Among environmental doomsters, the default worry has been the fast rate of energy depletion and low prices for fossil fuels. These have stunted the growth of alternative energy sources, and threatened energy scarcity unless we cover the land with wind farms. Yesterday, the new panic in the markets was of oil prices surging back towards the record highs seen earlier this week.

In the US, there is talk of oil scarcity as the so-called "motoring season" gets under way. And pressure is growing on the Organisation of Petroleum Exporting Countries to relieve supply shortages by stepping up output when it next meets in Beirut on 3 June. Both the Prime Minister and the Chancellor have been pleading for higher output quotas.

At times like these, it pays to sort out real causes for apprehension from the fakes. [SNIP]

[SNIP]Two other factors should help cool our apprehension on oil. The first is that the price is denominated in dollars, and on currency markets over the past 18 months there has been a sharp fall in the dollar. Thus, in dollar terms, Brent crude may have risen by 30 per cent over the past year.
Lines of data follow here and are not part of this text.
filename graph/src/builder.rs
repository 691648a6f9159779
//! Incremental construction of [`FusionGraph`]s.

use crate::error::*;
use crate::{Computation, ComputationId, FusionGraph, Node, NodeId, NodeRef, Opcode};

/// Builds a fusion graph one computation and node at a time.
///
/// Nodes must be pushed in producer-before-consumer order. Callers of nested computations are
/// recorded automatically when a [`Opcode::Fusion`] node is pushed; [`GraphBuilder::finish`]
/// validates the result.
#[derive(Debug)]
pub struct GraphBuilder {
    name: String,
    computations: Vec<Computation>,
}

impl GraphBuilder {
    pub fn new(name: impl Into<String>) -> Self {
        Self { name: name.into(), computations: Vec::new() }
    }

    pub fn computation(&mut self, name: impl Into<String>) -> ComputationId {
        self.computations.push(Computation {
            name: name.into(),
            nodes: Vec::new(),
            roots: Default::default(),
            caller: None,
        });
        ComputationId(self.computations.len() - 1)
    }

    pub fn push(&mut self, computation: ComputationId, node: Node) -> NodeId {
        let id = NodeId(self.computations[computation.0].nodes.len());
        if let Opcode::Fusion { computation: callee } = node.opcode
            && let Some(nested) = self.computations.get_mut(callee.0)
        {
            nested.caller = Some(NodeRef { computation, node: id });
        }
        self.computations[computation.0].nodes.push(node);
        id
    }

    pub fn set_roots(&mut self, computation: ComputationId, roots: impl IntoIterator<Item = NodeId>) {
        self.computations[computation.0].roots = roots.into_iter().collect();
    }

    /// Read access while building, e.g. to derive a node's tiling from an operand.
    pub fn node(&self, computation: ComputationId, id: NodeId) -> &Node {
        &self.computations[computation.0].nodes[id.0]
    }

    pub fn finish(self, entry: ComputationId) -> Result<FusionGraph> {
        snafu::ensure!(entry.0 < self.computations.len(), UnknownComputationSnafu { id: entry });
        let graph = FusionGraph { name: self.name, computations: self.computations, entry };
        graph.validate()?;
        Ok(graph)
    }
}
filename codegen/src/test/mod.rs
pub mod unit;
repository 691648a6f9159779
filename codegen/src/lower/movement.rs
//! Data movement: broadcast, iota, transpose and bitcast.

use snafu::{OptionExt, ResultExt, ensure};
use tilegen_dtype::DType;
use tilegen_graph::Node;
use tilegen_ir::{Builder, Value};
use tracing::trace;

use super::helpers::{broadcast_in_dims, emit_tiled_reshape, lane_range};
use crate::bitcast::{BitcastDecomposition, permute};
use crate::error::*;
use crate::tile_info::{emit_offsets, padded_tile_sizes};

pub(super) fn emit_broadcast(
    b: &mut Builder,
    node: &Node,
    input_tile_sizes: &[i64],
    dimensions: &[usize],
    input: Value,
) -> Result<Value> {
    if input_tile_sizes.is_empty() && node.tile.tile_sizes.is_empty() {
        return Ok(input);
    }
    ensure!(
        dimensions.is_sorted(),
        UnsupportedSnafu { what: format!("broadcast {} with unsorted dimensions {dimensions:?}", node.name) }
    );
    broadcast_in_dims(b, input, &padded_tile_sizes(&node.tile.tile_sizes), dimensions)
}

/// `offset + stride * range(padded)` along `dimension`, broadcast over the other dimensions.
pub(super) fn emit_iota(
    b: &mut Builder,
    pid: Value,
    runtime_values: &[Value],
    node: &Node,
    dimension: usize,
) -> Result<Value> {
    let padded = padded_tile_sizes(&node.tile.tile_sizes);
    let size = *padded.get(dimension).with_context(|| PreconditionSnafu {
        reason: format!("iota {} dimension {dimension} exceeds its rank", node.name),
    })?;
    let offsets = emit_offsets(b, pid, runtime_values, node)?;

    let range = lane_range(b, size)?;
    let stride = b.i32_const(node.tile.tile_strides[dimension]);
    let stride = b.splat(stride, &[size]).context(IrSnafu)?;
    let offset = b.cast(offsets[dimension], DType::Int32);
    let offset = b.splat(offset, &[size]).context(IrSnafu)?;
    let scaled = b.mul(range, stride).context(IrSnafu)?;
    let iota = b.add(scaled, offset).context(IrSnafu)?;
    let iota = b.cast(iota, node.dtype);

    broadcast_in_dims(b, iota, &padded, &[dimension])
}

pub(super) fn emit_transpose(b: &mut Builder, permutation: &[usize], input: Value) -> Result<Value> {
    if b.ty(input).is_scalar() {
        return Ok(input);
    }
    Ok(b.trans(input, permutation).context(IrSnafu)?)
}

/// Lower a bitcast as transpose, reshape, transpose between the physical orders of both shapes.
pub(super) fn emit_bitcast(b: &mut Builder, node: &Node, input_node: &Node, input: Value) -> Result<Value> {
    let decomposition = BitcastDecomposition::new(&input_node.shape, &node.shape)?;
    trace!(
        bitcast = %node.name,
        transpose1 = ?decomposition.transpose1,
        reshape = ?decomposition.reshape_shape,
        transpose2 = ?decomposition.transpose2,
        "decomposed bitcast"
    );

    let mut value = input;
    if !decomposition.is_transpose1_identity() {
        value = emit_transpose(b, &decomposition.transpose1, value)?;
    }
    if decomposition.needs_reshape() {
        let output_major_to_minor: Vec<usize> = node.shape.major_to_minor().collect();
        let tile_sizes = permute(&node.tile.tile_sizes, &output_major_to_minor);
        value = emit_tiled_reshape(b, &tile_sizes, value)?;
    }
    if !decomposition.is_transpose2_identity() {
        value = emit_transpose(b, &decomposition.transpose2, value)?;
    }
    Ok(value)
}
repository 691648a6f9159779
//! Append-only program construction.
//!
//! The insertion point is never moved directly. [`Builder::enter`] returns an [`InsertionGuard`]
//! that appends into the given region and puts the previous insertion point back when dropped,
//! so early returns through `?` cannot leave the builder pointing into a closed region.

use std::ops::{Deref, DerefMut};

use smallvec::SmallVec;
use snafu::ensure;
use tilegen_dtype::{BinaryOp, CmpPredicate, ConstValue, DType, UnaryOp};

use crate::error::*;
use crate::infer::infer_result_types;
use crate::op::{Block, OpKind, Operation};
use crate::program::{Program, Signature, ValueInfo};
use crate::types::{OpId, RegionId, Type, Value, ValueDef};

#[derive(Debug)]
pub struct Builder {
    program: Program,
    insertion: RegionId,
}

/// Scoped insertion point; see [`Builder::enter`].
pub struct InsertionGuard<'b> {
    builder: &'b mut Builder,
    saved: RegionId,
}

impl Deref for InsertionGuard<'_> {
    type Target = Builder;

    fn deref(&self) -> &Builder {
        self.builder
    }
}

impl DerefMut for InsertionGuard<'_> {
    fn deref_mut(&mut self) -> &mut Builder {
        self.builder
    }
}

impl Drop for InsertionGuard<'_> {
    fn drop(&mut self) {
        self.builder.insertion = self.saved;
    }
}

/// Handles of a freshly created `scf.for`.
#[derive(Debug, Clone)]
pub struct ForLoop {
    pub op: OpId,
    pub body: RegionId,
    pub induction_var: Value,
    pub carried: SmallVec<[Value; 1]>,
    pub results: SmallVec<[Value; 1]>,
}

/// Handles of a freshly created `scf.if`.
#[derive(Debug, Clone)]
pub struct IfElse {
    pub op: OpId,
    pub then_region: RegionId,
    pub else_region: RegionId,
    pub results: SmallVec<[Value; 1]>,
}

/// Handles of a freshly created `tt.reduce`.
#[derive(Debug, Clone)]
pub struct Reduction {
    pub op: OpId,
    pub body: RegionId,
    pub lhs: Value,
    pub rhs: Value,
    pub result: Value,
}

impl Builder {
    /// Start a function whose body block takes one argument per `args` entry.
    pub fn new(name: impl Into<String>, args: Vec<Type>, results: Vec<Type>) -> Self {
        let mut program = Program {
            name: name.into(),
            signature: Signature { args: args.clone(), results },
            values: Vec::new(),
            ops: Vec::new(),
            regions: Vec::new(),
            body: RegionId(0),
        };
        let body = Self::alloc_region(&mut program, None, &args);
        program.body = body;
        Self { program, insertion: body }
    }

    pub fn finish(self) -> Program {
        self.program
    }

    pub fn program(&self) -> &Program {
        &self.program
    }

    pub fn args(&self) -> &[Value] {
        self.program.args()
    }

    pub fn ty(&self, value: Value) -> &Type {
        self.program.ty(value)
    }

    pub fn insertion_point(&self) -> RegionId {
        self.insertion
    }

    /// Append into `region` until the returned guard is dropped.
    pub fn enter(&mut self, region: RegionId) -> InsertionGuard<'_> {
        let saved = std::mem::replace(&mut self.insertion, region);
        InsertionGuard { builder: self, saved }
    }

    fn alloc_value(program: &mut Program, ty: Type, def: ValueDef) -> Value {
        program.values.push(ValueInfo { ty, def });
        Value((program.values.len() - 1) as u32)
    }

    fn alloc_region(program: &mut Program, owner: Option<OpId>, arg_types: &[Type]) -> RegionId {
        let region = RegionId(program.regions.len() as u32);
        program.regions.push(Block { args: SmallVec::new(), ops: Vec::new(), owner });
        for (index, ty) in arg_types.iter().enumerate() {
            let v = Self::alloc_value(program, ty.clone(), ValueDef::BlockArg { region, index });
            program.regions[region.0 as usize].args.push(v);
        }
        region
    }

    /// Append an operation at the insertion point, inferring its result types.
    pub fn create(&mut self, kind: OpKind, operands: &[Value]) -> Result<OpId> {
        let operand_types: SmallVec<[Type; 4]> = operands.iter().map(|&v| self.ty(v).clone()).collect();
        let result_types = infer_result_types(&kind, &operand_types)?;

        let id = OpId(self.program.ops.len() as u32);
        let results = result_types
            .into_iter()
            .enumerate()
            .map(|(index, ty)| Self::alloc_value(&mut self.program, ty, ValueDef::OpResult { op: id, index }))
            .collect();
        self.program.ops.push(Operation {
            kind,
            operands: operands.iter().copied().collect(),
            results,
            regions: SmallVec::new(),
            parent: self.insertion,
        });
        self.program.regions[self.insertion.0 as usize].ops.push(id);
        Ok(id)
    }

    fn create_one(&mut self, kind: OpKind, operands: &[Value]) -> Result<Value> {
        let id = self.create(kind, operands)?;
        Ok(self.program.op(id).results[0])
    }

    fn attach_region(&mut self, op: OpId, arg_types: &[Type]) -> RegionId {
        let region = Self::alloc_region(&mut self.program, Some(op), arg_types);
        self.program.ops[op.0 as usize].regions.push(region);
        region
    }

    // =========================================================================
    // Constants and index arithmetic
    // =========================================================================

    pub fn program_id(&mut self, axis: u8) -> Value {
        self.infallible(OpKind::GetProgramId { axis }, &[])
    }

    /// Scalar constant of `dtype`.
    pub fn constant(&mut self, value: ConstValue, dtype: DType) -> Value {
        let value = value.cast(dtype);
        self.infallible(OpKind::Constant { value, ty: Type::Scalar(dtype) }, &[])
    }

    /// Constant of `dtype` splatted to `shape`, or a scalar if `shape` is empty.
    pub fn constant_tile(&mut self, value: ConstValue, dtype: DType, shape: &[i64]) -> Value {
        let value = value.cast(dtype);
        self.infallible(OpKind::Constant { value, ty: Type::tile(shape, dtype) }, &[])
    }

    pub fn index_const(&mut self, v: i64) -> Value {
        self.constant(ConstValue::Int(v), DType::Index)
    }

    pub fn i32_const(&mut self, v: i64) -> Value {
        self.constant(ConstValue::Int(v), DType::Int32)
    }

    pub fn i64_const(&mut self, v: i64) -> Value {
        self.constant(ConstValue::Int(v), DType::Int64)
    }

    fn infallible(&mut self, kind: OpKind, operands: &[Value]) -> Value {
        // Only used for kinds whose inference cannot fail on these operands.
        match self.create_one(kind, operands) {
            Ok(v) => v,
            Err(e) => unreachable!("infallible op rejected: {e}"),
        }
    }

    // =========================================================================
    // Elementwise
    // =========================================================================

    pub fn unary(&mut self, op: UnaryOp, x: Value) -> Result<Value> {
        self.create_one(OpKind::Unary(op), &[x])
    }

    pub fn binary(&mut self, op: BinaryOp, lhs: Value, rhs: Value) -> Result<Value> {
        self.create_one(OpKind::Binary(op), &[lhs, rhs])
    }

    pub fn add(&mut self, lhs: Value, rhs: Value) -> Result<Value> {
        self.binary(BinaryOp::Add, lhs, rhs)
    }

    pub fn mul(&mut self, lhs: Value, rhs: Value) -> Result<Value> {
        self.binary(BinaryOp::Mul, lhs, rhs)
    }

    pub fn sub(&mut self, lhs: Value, rhs: Value) -> Result<Value> {
        self.binary(BinaryOp::Sub, lhs, rhs)
    }

    pub fn cmp(&mut self, pred: CmpPredicate, lhs: Value, rhs: Value) -> Result<Value> {
        self.create_one(OpKind::Cmp(pred), &[lhs, rhs])
    }

    pub fn select(&mut self, cond: Value, on_true: Value, on_false: Value) -> Result<Value> {
        self.create_one(OpKind::Select, &[cond, on_true, on_false])
    }

    /// Convert to `to`; a no-op when the element type already matches.
    pub fn cast(&mut self, x: Value, to: DType) -> Value {
        if self.ty(x).element() == to {
            return x;
        }
        self.infallible(OpKind::Cast { to }, &[x])
    }

    // =========================================================================
    // Shape manipulation
    // =========================================================================

    /// `tensor<(end - start) x i32>` holding `start..end`.
    pub fn make_range(&mut self, start: i32, end: i32) -> Result<Value> {
        self.create_one(OpKind::MakeRange { start, end }, &[])
    }

    /// Splat a scalar to `shape`; scalars pass through unchanged when `shape` is empty.
    pub fn splat(&mut self, x: Value, shape: &[i64]) -> Result<Value> {
        if shape.is_empty() && self.ty(x).is_scalar() {
            return Ok(x);
        }
        self.create_one(OpKind::Splat { shape: shape.iter().copied().collect() }, &[x])
    }

    pub fn broadcast(&mut self, x: Value, shape: &[i64]) -> Result<Value> {
        if self.ty(x).shape() == shape {
            return Ok(x);
        }
        self.create_one(OpKind::Broadcast { shape: shape.iter().copied().collect() }, &[x])
    }

    pub fn expand_dims(&mut self, x: Value, axis: usize) -> Result<Value> {
        self.create_one(OpKind::ExpandDims { axis }, &[x])
    }

    pub fn reshape(&mut self, x: Value, shape: &[i64], allow_reorder: bool) -> Result<Value> {
        self.create_one(OpKind::Reshape { shape: shape.iter().copied().collect(), allow_reorder }, &[x])
    }

    pub fn trans(&mut self, x: Value, order: &[usize]) -> Result<Value> {
        self.create_one(OpKind::Trans { order: order.iter().copied().collect() }, &[x])
    }

    // =========================================================================
    // Memory
    // =========================================================================

    pub fn extract(
        &mut self,
        source: Value,
        offsets: &[Value],
        strides: &[Value],
        tile: &[i64],
        layout: &[usize],
    ) -> Result<Value> {
        let operands: SmallVec<[Value; 8]> =
            std::iter::once(source).chain(offsets.iter().copied()).chain(strides.iter().copied()).collect();
        let kind = OpKind::Extract { tile: tile.iter().copied().collect(), layout: layout.iter().copied().collect() };
        self.create_one(kind, &operands)
    }

    pub fn insert(
        &mut self,
        tile: Value,
        dest: Value,
        offsets: &[Value],
        strides: &[Value],
        layout: &[usize],
    ) -> Result<Value> {
        let operands: SmallVec<[Value; 8]> =
            [tile, dest].into_iter().chain(offsets.iter().copied()).chain(strides.iter().copied()).collect();
        self.create_one(OpKind::Insert { layout: layout.iter().copied().collect() }, &operands)
    }

    pub fn tensor_extract(&mut self, source: Value) -> Result<Value> {
        self.create_one(OpKind::TensorExtract, &[source])
    }

    pub fn tensor_insert(&mut self, scalar: Value, dest: Value) -> Result<Value> {
        self.create_one(OpKind::TensorInsert, &[scalar, dest])
    }

    pub fn dot(&mut self, lhs: Value, rhs: Value, acc: Value) -> Result<Value> {
        self.create_one(OpKind::Dot, &[lhs, rhs, acc])
    }

    // =========================================================================
    // Structured control flow
    // =========================================================================

    /// `scf.for` over `[lower, upper)` carrying `inits`. The body is empty; fill it through
    /// [`Builder::enter`] and close it with [`Builder::yield_`].
    pub fn for_loop(&mut self, lower: Value, upper: Value, step: Value, inits: &[Value]) -> Result<ForLoop> {
        let operands: SmallVec<[Value; 4]> = [lower, upper, step].into_iter().chain(inits.iter().copied()).collect();
        let op = self.create(OpKind::For, &operands)?;
        let mut arg_types = vec![Type::Scalar(DType::Int64)];
        arg_types.extend(inits.iter().map(|&v| self.ty(v).clone()));
        let body = self.attach_region(op, &arg_types);
        let args = &self.program.block(body).args;
        Ok(ForLoop {
            op,
            body,
            induction_var: args[0],
            carried: args[1..].iter().copied().collect(),
            results: self.program.op(op).results.clone(),
        })
    }

    /// `scf.if` producing `results`; both regions start empty.
    pub fn if_else(&mut self, cond: Value, results: &[Type]) -> Result<IfElse> {
        let op = self.create(OpKind::If { results: results.iter().cloned().collect() }, &[cond])?;
        let then_region = self.attach_region(op, &[]);
        let else_region = self.attach_region(op, &[]);
        Ok(IfElse { op, then_region, else_region, results: self.program.op(op).results.clone() })
    }

    /// `tt.reduce` of `input` along `axis`. The combiner region takes two element scalars and must
    /// end with [`Builder::reduce_return`].
    pub fn reduce(&mut self, input: Value, axis: usize) -> Result<Reduction> {
        let op = self.create(OpKind::Reduce { axis }, &[input])?;
        let element = Type::Scalar(self.ty(input).element());
        let body = self.attach_region(op, &[element.clone(), element]);
        let args = &self.program.block(body).args;
        Ok(Reduction { op, body, lhs: args[0], rhs: args[1], result: self.program.op(op).results[0] })
    }

    pub fn yield_(&mut self, values: &[Value]) -> Result<()> {
        self.terminate(OpKind::Yield, values)
    }

    pub fn reduce_return(&mut self, value: Value) -> Result<()> {
        self.terminate(OpKind::ReduceReturn, &[value])
    }

    pub fn return_(&mut self, values: &[Value]) -> Result<()> {
        self.terminate(OpKind::Return, values)
    }

    fn terminate(&mut self, kind: OpKind, values: &[Value]) -> Result<()> {
        let block = self.program.block(self.insertion);
        if let Some(&last) = block.ops.last() {
            let previous = &self.program.op(last).kind;
            ensure!(!previous.is_terminator(), MisplacedTerminatorSnafu { op: previous.mnemonic() });
        }
        self.create(kind, values)?;
        Ok(())
    }
}

impl From<Builder> for Program {
    fn from(builder: Builder) -> Self {
        builder.finish()
    }
}
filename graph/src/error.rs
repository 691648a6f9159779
use snafu::Snafu;

use crate::{ComputationId, NodeId};

pub type Result<T, E = Error> = std::result::Result<T, E>;

#[derive(Debug, Clone, PartialEq, Snafu)]
#[snafu(visibility(pub))]
pub enum Error {
    /// Offset function still refers to a symbol that was never bound to a dimension.
    #[snafu(display("offset function has unresolved symbolic dimension s{symbol}"))]
    UnresolvedSymbol { symbol: usize },

    /// Number of runtime values differs from the number declared by the offset function.
    #[snafu(display("offset function expects {expected} runtime values, got {actual}"))]
    RuntimeValueCount { expected: usize, actual: usize },

    /// Offset function has a different rank than the node it tiles.
    #[snafu(display("offset function of {node} has {actual} results, expected rank {expected}"))]
    OffsetRankMismatch { node: String, expected: usize, actual: usize },

    #[snafu(display("{what} must be positive, got {value}"))]
    NonPositive { what: &'static str, value: i64 },

    #[snafu(display("{node} has tile size {size}, above the limit of {limit}"))]
    TileTooLarge { node: String, size: i64, limit: i64 },

    #[snafu(display("unknown computation {id:?}"))]
    UnknownComputation { id: ComputationId },

    #[snafu(display("computation {computation} has no nodes"))]
    EmptyComputation { computation: String },

    #[snafu(display("computation {computation} declares no roots"))]
    NoRoots { computation: String },

    /// Operands must precede their users.
    #[snafu(display("{node} in {computation} uses operand {operand:?} that does not precede it"))]
    OperandOrder { computation: String, node: String, operand: NodeId },

    #[snafu(display("nested computation {computation} is called by {callers} fusion nodes"))]
    CallerCount { computation: String, callers: usize },

    #[snafu(display("parameter {number} of {computation} has no matching operand"))]
    ParameterOutOfRange { computation: String, number: usize },

    #[snafu(display("{node} declares {declared} runtime variables but its offset function has {expected}"))]
    RuntimeVariableMismatch { node: String, declared: usize, expected: usize },

    #[snafu(display("{node}: {reason}"))]
    InvalidNode { node: String, reason: String },
}
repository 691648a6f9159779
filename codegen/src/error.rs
//! Error types for fusion emission.

use snafu::Snafu;

pub type Result<T, E = Error> = std::result::Result<T, E>;

/// Failure class of an emission error.
#[derive(Debug, Clone, Copy, PartialEq, Eq, Hash)]
#[derive(strum::Display)]
pub enum ErrorKind {
    /// The fusion uses a construct outside the supported subset.
    Unsupported,
    /// A structural property the lowering relies on does not hold.
    Precondition,
    /// The emitter broke one of its own invariants.
    Internal,
    /// The emitted kernel exceeds a device limit.
    ResourceExhausted,
}

/// Errors that can occur while emitting a fusion.
#[derive(Debug, Snafu)]
#[snafu(visibility(pub))]
pub enum Error {
    // ========================================================================
    // Unsupported constructs
    // ========================================================================
    #[snafu(display("Unsupported: {what}"))]
    Unsupported { what: String },

    // ========================================================================
    // Precondition violations
    // ========================================================================
    #[snafu(display("Precondition failed: {reason}"))]
    Precondition { reason: String },

    // ========================================================================
    // Internal consistency
    // ========================================================================
    #[snafu(display("Internal error: {reason}"))]
    Internal { reason: String },

    /// A node was emitted twice into the same scope.
    #[snafu(display("Node {node} already has an emitted value"))]
    DuplicateValue { node: String },

    /// A value was requested for a node that has not been emitted.
    #[snafu(display("Node {node} has no emitted value"))]
    MissingValue { node: String },

    /// The emitted program failed construction or verification.
    #[snafu(display("IR error: {source}"))]
    Ir { source: tilegen_ir::Error },

    // ========================================================================
    // Resources
    // ========================================================================
    #[snafu(display("Shared memory: {required} bytes required, {limit} available"))]
    ResourceExhausted { required: usize, limit: usize },

    // ========================================================================
    // Input graph
    // ========================================================================
    #[snafu(display("Graph error: {source}"))]
    Graph { source: tilegen_graph::Error },
}

impl Error {
    pub fn kind(&self) -> ErrorKind {
        match self {
            Self::Unsupported { .. } => ErrorKind::Unsupported,
            Self::Graph { source: tilegen_graph::Error::UnresolvedSymbol { .. } } => ErrorKind::Unsupported,
            Self::Precondition { .. } | Self::Graph { .. } => ErrorKind::Precondition,
            Self::Internal { .. } | Self::DuplicateValue { .. } | Self::MissingValue { .. } | Self::Ir { .. } => {
                ErrorKind::Internal
            }
            Self::ResourceExhausted { .. } => ErrorKind::ResourceExhausted,
        }
    }
}
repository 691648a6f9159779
//! Graph nodes and per-node tiling.

use smallvec::SmallVec;

use crate::shape::Dims;
use crate::{DType, OffsetMap, Opcode, Shape};

/// Position of a node inside its computation.
#[derive(Debug, Clone, Copy, PartialEq, Eq, Hash, PartialOrd, Ord)]
#[derive(derive_more::Display)]
#[display("%{_0}")]
pub struct NodeId(pub(crate) usize);

impl NodeId {
    pub fn index(&self) -> usize {
        self.0
    }
}

/// Largest accepted tile size. Padded tiles index lanes with `i32` ranges.
pub const MAX_TILE_SIZE: i64 = 1 << 20;

/// Tiling of one node, as computed by the tiling analysis.
#[derive(Debug, Clone, PartialEq, Eq, Hash, Default)]
pub struct TileSpec {
    /// Un-padded tile size per output dimension.
    pub tile_sizes: Dims,
    /// Element stride between consecutive tile elements per output dimension.
    pub tile_strides: Dims,
    pub offsets: OffsetMap,
    /// Scalar nodes (same computation) whose values feed the offset function's `rt` inputs.
    pub runtime_variables: SmallVec<[NodeId; 2]>,
}

impl TileSpec {
    /// Unit-strided tile with the given sizes and offsets.
    pub fn new(tile_sizes: impl IntoIterator<Item = i64>, offsets: OffsetMap) -> Self {
        let tile_sizes: Dims = tile_sizes.into_iter().collect();
        let tile_strides = smallvec::smallvec![1; tile_sizes.len()];
        Self { tile_sizes, tile_strides, offsets, runtime_variables: SmallVec::new() }
    }

    /// Unit-strided row-major grid tiling of `shape`.
    pub fn grid(shape: &Shape, tile_sizes: impl IntoIterator<Item = i64>) -> Self {
        let tile_sizes: Dims = tile_sizes.into_iter().collect();
        let offsets = OffsetMap::tile_grid(shape.dims(), &tile_sizes);
        Self::new(tile_sizes, offsets)
    }

    /// A single tile covering the whole shape.
    pub fn whole(shape: &Shape) -> Self {
        Self::new(shape.dims().iter().copied(), OffsetMap::zeros(shape.rank()))
    }

    pub fn with_strides(mut self, strides: impl IntoIterator<Item = i64>) -> Self {
        self.tile_strides = strides.into_iter().collect();
        self
    }

    pub fn with_runtime_variables(mut self, vars: impl IntoIterator<Item = NodeId>) -> Self {
        self.runtime_variables = vars.into_iter().collect();
        self
    }

    pub fn rank(&self) -> usize {
        self.tile_sizes.len()
    }
}

/// A tensor operation with its operands and tiling.
#[derive(Debug, Clone, PartialEq)]
pub struct Node {
    pub name: String,
    pub opcode: Opcode,
    pub dtype: DType,
    pub shape: Shape,
    pub operands: SmallVec<[NodeId; 4]>,
    pub tile: TileSpec,
}

impl Node {
    /// Node tiled as a single whole-shape tile; refine with [`Node::tiled`].
    pub fn new(
        name: impl Into<String>,
        opcode: Opcode,
        dtype: DType,
        shape: Shape,
        operands: impl IntoIterator<Item = NodeId>,
    ) -> Self {
        let tile = TileSpec::whole(&shape);
        Self { name: name.into(), opcode, dtype, shape, operands: operands.into_iter().collect(), tile }
    }

    pub fn tiled(mut self, tile: TileSpec) -> Self {
        self.tile = tile;
        self
    }

    pub fn operand(&self, i: usize) -> NodeId {
        self.operands[i]
    }
}

impl std::fmt::Display for Node {
    fn fmt(&self, f: &mut std::fmt::Formatter<'_>) -> std::fmt::Result {
        use itertools::Itertools;
        write!(
            f,
            "{} = {}{} {}({})",
            self.name,
            self.dtype,
            self.shape,
            self.opcode.name(),
            self.operands.iter().join(", ")
        )
    }
}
But in sterling terms, the increase has been about 20 per cent. In addition, the world economy overall is much less energy-intensive than it was 30 years ago.

None of this means that we will escape pain if prices do stay high. And poor or vulnerable economies (Africa, southern Asia) stand to be hit the hardest. George Magnus, global economy watcher at UBS, predicts that global output will be 0.1 per cent lower this year and 0.4 per cent lower next were oil prices to end the year above $32.

What is helping to keep the price up is a push in the US to replenish strategic oil stockpiles. While inventories are rising, they are still 4 per cent lower than a year ago. That may not seem much. But overall demand is running some 3 per cent higher year on year.

Hence the pressure piling on OPEC to announce a rise in output quotas of 1.5 million barrels a day when it meets next month. The cartel counter-argues that this will make little difference to prices. It is already pumping out two million barrels a day in excess of the official 23.5 million barrels per day limit.

But while the physical impact of a lift in output may be small, the psychological effect could be considerable, taking the speculative froth out of the futures market. Indeed, anything that helps counteract the perception of oil supply vulnerability would help. And as we know only too well, in the Age of Apprehension, small gestures can have big effects.

We have a political problem, and a security problem. But we are most definitely not running out of oil.